Problem requirements: Repeat only the lines below from the one containing "# Crate layout" through the one containing "pub use error::JjError;", inclusive, exactly as written.

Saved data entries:
========
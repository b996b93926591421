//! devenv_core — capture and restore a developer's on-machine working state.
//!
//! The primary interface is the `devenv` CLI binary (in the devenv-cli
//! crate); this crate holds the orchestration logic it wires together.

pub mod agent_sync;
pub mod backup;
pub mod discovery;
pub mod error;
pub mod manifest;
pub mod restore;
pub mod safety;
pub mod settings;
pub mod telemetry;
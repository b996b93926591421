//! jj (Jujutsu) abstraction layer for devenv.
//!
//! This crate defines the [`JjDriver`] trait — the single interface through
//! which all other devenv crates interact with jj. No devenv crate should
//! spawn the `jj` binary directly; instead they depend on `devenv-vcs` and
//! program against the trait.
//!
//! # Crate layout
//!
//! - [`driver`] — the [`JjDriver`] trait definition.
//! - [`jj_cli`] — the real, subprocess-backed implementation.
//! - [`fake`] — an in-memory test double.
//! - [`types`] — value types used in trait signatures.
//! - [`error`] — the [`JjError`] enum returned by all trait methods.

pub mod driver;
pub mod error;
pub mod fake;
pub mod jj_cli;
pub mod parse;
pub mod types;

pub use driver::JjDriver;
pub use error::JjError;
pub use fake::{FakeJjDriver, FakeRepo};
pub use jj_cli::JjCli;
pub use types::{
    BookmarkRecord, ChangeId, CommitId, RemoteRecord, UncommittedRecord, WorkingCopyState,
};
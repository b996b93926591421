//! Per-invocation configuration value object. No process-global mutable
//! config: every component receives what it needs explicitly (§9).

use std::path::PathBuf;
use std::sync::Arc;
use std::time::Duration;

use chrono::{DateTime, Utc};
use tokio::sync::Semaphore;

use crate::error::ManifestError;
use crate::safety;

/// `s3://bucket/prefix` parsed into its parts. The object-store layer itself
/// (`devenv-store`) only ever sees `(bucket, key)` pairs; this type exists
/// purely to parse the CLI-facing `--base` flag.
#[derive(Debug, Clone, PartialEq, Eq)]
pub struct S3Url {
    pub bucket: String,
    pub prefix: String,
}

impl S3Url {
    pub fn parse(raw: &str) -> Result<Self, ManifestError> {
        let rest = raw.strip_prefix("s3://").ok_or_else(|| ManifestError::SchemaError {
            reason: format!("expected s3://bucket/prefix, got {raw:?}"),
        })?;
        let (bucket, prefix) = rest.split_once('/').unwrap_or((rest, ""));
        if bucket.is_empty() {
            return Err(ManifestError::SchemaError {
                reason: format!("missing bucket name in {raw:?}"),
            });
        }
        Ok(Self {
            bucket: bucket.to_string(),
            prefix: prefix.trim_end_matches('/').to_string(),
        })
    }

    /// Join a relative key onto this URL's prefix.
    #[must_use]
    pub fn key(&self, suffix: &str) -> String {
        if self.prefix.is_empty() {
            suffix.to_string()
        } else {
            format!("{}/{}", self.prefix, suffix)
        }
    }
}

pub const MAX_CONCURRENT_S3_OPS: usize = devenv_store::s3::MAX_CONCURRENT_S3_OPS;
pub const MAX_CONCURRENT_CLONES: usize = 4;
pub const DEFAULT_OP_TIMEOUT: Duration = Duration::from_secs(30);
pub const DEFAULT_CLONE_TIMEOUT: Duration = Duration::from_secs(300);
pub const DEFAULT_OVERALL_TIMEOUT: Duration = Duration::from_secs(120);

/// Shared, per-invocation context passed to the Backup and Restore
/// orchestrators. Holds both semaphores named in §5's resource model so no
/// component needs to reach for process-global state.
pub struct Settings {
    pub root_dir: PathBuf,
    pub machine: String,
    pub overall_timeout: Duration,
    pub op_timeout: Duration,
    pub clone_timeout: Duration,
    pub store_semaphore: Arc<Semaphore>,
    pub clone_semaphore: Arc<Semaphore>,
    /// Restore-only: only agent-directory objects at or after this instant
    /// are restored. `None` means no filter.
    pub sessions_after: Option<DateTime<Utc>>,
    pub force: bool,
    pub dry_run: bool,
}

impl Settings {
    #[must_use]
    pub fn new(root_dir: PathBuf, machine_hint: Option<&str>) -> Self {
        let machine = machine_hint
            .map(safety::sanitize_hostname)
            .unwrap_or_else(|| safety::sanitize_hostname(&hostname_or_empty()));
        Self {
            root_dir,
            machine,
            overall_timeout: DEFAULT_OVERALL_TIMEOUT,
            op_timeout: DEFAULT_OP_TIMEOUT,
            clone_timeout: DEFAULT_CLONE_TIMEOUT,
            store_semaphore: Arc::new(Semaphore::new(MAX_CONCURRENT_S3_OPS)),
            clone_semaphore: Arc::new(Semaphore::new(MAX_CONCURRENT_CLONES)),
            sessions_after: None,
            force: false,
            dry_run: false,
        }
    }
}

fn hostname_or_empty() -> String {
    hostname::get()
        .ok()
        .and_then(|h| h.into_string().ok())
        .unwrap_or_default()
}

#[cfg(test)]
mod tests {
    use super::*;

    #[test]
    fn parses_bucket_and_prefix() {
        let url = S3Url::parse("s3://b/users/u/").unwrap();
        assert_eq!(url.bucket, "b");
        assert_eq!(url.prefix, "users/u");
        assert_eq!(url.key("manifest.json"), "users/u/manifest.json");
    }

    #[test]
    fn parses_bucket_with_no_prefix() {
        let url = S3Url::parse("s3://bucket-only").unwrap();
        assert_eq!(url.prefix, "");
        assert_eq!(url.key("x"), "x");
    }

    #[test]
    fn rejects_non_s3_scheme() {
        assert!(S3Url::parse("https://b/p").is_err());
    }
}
========
Expected output:
//! # Crate layout
//!
//! - [`driver`] — the [`JjDriver`] trait definition.
//! - [`jj_cli`] — the real, subprocess-backed implementation.
//! - [`fake`] — an in-memory test double.
//! - [`types`] — value types used in trait signatures.
//! - [`error`] — the [`JjError`] enum returned by all trait methods.

pub mod driver;
pub mod error;
pub mod fake;
pub mod jj_cli;
pub mod parse;
pub mod types;

pub use driver::JjDriver;
pub use error::JjError;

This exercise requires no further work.